WORK ORDER: In the entries below, count every line that has the string "completed", and answer with that count alone.
━━━━━━━━
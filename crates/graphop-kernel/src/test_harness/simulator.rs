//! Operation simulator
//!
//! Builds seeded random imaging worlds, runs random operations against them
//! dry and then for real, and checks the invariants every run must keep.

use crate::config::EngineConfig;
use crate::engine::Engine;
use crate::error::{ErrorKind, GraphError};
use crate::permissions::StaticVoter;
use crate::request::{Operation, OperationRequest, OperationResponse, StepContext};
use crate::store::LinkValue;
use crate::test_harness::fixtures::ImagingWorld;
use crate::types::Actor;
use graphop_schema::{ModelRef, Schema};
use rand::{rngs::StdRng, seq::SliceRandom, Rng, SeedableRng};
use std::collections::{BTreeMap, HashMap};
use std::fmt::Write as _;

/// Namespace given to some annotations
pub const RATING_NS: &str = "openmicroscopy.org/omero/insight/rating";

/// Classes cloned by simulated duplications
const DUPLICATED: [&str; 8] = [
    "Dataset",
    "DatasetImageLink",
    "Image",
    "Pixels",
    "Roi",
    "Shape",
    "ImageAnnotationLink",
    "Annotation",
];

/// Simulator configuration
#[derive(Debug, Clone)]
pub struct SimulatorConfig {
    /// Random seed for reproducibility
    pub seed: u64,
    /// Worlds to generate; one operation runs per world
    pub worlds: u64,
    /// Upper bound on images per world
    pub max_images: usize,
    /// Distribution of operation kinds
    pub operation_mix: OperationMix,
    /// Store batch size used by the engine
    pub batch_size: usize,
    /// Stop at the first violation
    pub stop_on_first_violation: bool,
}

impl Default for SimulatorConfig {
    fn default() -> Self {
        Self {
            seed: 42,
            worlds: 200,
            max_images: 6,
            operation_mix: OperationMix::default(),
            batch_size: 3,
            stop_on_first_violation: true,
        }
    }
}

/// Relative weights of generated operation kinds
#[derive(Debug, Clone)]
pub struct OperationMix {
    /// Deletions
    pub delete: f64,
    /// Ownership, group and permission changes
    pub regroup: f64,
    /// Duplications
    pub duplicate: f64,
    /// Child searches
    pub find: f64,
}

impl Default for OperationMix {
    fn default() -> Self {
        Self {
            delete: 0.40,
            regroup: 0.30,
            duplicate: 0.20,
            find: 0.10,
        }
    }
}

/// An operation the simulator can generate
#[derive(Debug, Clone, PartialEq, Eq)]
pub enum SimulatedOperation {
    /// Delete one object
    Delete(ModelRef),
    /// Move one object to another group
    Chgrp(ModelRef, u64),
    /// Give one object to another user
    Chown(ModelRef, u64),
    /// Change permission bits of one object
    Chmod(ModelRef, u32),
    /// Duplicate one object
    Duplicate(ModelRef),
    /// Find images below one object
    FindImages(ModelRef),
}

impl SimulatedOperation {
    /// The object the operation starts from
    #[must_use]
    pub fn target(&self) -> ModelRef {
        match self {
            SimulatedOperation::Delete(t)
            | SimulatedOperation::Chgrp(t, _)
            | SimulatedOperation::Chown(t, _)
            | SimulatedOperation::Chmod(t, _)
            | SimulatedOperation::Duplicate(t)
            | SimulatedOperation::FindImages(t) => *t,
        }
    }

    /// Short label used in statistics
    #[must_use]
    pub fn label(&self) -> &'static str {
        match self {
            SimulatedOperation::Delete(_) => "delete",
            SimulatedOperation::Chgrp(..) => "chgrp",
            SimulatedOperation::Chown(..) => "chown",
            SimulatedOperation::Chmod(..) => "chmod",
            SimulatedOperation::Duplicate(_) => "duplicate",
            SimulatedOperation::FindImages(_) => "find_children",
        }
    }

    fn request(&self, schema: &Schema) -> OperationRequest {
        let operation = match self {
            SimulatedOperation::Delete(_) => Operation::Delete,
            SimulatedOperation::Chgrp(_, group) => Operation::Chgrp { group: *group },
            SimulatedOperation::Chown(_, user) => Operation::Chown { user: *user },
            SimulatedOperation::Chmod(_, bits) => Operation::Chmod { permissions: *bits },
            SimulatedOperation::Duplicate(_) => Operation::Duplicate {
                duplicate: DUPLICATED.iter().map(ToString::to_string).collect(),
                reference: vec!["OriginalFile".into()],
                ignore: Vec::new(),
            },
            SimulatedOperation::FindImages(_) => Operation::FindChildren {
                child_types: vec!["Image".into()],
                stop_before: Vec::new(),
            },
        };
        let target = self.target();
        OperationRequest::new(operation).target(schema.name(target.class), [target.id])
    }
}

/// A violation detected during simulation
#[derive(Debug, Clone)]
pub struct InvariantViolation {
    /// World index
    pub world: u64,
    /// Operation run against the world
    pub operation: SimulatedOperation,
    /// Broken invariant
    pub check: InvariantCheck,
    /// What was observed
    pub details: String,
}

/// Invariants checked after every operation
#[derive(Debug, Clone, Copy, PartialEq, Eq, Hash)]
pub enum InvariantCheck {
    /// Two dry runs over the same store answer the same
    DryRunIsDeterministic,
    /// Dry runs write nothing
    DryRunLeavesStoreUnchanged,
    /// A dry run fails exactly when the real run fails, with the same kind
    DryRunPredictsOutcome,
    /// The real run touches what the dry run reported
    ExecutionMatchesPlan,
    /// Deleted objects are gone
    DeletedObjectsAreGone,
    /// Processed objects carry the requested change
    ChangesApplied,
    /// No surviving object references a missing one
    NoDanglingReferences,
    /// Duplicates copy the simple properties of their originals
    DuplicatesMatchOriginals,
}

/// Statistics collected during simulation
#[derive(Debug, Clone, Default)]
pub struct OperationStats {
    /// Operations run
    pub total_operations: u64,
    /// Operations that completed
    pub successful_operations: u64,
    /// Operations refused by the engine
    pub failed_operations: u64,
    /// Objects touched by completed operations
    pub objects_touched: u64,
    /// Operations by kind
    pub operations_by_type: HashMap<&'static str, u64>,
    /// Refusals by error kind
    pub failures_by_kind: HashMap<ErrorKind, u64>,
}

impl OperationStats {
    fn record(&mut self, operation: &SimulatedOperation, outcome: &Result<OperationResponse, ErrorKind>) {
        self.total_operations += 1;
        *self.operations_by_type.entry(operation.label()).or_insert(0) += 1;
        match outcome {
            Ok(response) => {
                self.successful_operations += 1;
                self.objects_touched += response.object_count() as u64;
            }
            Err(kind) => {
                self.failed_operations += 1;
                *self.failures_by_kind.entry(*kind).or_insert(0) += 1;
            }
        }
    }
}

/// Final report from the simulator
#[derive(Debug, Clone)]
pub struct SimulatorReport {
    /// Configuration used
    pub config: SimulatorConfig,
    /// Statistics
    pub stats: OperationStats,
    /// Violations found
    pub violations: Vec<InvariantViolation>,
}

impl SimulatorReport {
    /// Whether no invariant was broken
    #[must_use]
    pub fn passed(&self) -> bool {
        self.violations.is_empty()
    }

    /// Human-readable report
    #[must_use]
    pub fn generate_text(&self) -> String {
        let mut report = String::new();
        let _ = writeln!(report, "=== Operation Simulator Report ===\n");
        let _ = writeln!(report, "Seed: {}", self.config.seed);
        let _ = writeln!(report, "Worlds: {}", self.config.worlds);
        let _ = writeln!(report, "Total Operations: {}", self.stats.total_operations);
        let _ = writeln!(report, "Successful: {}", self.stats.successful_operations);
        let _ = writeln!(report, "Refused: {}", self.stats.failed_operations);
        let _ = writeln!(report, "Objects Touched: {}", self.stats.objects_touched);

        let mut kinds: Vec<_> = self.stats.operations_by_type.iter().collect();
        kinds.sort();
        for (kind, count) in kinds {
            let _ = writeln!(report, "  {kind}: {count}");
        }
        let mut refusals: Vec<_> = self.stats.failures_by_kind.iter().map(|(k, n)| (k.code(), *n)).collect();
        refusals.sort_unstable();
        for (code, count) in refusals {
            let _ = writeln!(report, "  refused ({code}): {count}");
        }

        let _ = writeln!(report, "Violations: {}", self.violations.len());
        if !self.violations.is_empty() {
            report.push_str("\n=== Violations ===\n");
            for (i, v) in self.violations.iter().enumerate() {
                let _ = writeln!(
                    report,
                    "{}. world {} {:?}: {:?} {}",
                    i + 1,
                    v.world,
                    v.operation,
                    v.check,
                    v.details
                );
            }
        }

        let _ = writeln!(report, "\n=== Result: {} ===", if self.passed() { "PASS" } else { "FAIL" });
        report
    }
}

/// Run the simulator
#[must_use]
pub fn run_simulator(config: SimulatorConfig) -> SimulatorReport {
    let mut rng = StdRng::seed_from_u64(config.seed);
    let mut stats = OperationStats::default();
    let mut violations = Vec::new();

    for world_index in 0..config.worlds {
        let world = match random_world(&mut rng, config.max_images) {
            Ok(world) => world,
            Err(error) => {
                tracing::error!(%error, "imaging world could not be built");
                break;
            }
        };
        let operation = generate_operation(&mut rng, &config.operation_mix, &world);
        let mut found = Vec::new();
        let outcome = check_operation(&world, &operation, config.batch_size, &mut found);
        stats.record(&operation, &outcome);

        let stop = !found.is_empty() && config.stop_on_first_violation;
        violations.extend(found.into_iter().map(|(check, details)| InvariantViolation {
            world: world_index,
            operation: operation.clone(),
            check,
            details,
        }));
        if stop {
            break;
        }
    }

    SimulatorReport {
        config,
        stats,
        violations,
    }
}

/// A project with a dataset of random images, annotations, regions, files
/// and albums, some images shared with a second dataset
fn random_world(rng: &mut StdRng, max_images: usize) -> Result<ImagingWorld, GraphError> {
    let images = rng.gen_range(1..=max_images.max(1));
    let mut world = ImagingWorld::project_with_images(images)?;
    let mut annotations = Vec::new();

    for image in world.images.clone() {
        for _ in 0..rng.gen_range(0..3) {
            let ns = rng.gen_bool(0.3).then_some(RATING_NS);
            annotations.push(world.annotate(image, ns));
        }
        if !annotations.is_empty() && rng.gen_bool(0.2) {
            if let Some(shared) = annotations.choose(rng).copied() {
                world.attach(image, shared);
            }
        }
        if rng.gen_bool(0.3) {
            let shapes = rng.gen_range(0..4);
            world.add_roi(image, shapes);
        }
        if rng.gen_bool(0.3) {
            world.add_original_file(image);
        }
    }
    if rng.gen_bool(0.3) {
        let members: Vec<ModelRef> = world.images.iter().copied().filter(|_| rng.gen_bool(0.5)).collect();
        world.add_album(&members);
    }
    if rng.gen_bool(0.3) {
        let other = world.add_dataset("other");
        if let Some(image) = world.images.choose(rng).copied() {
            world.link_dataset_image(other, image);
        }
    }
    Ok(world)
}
━━━━━━━━
OUTPUT: 2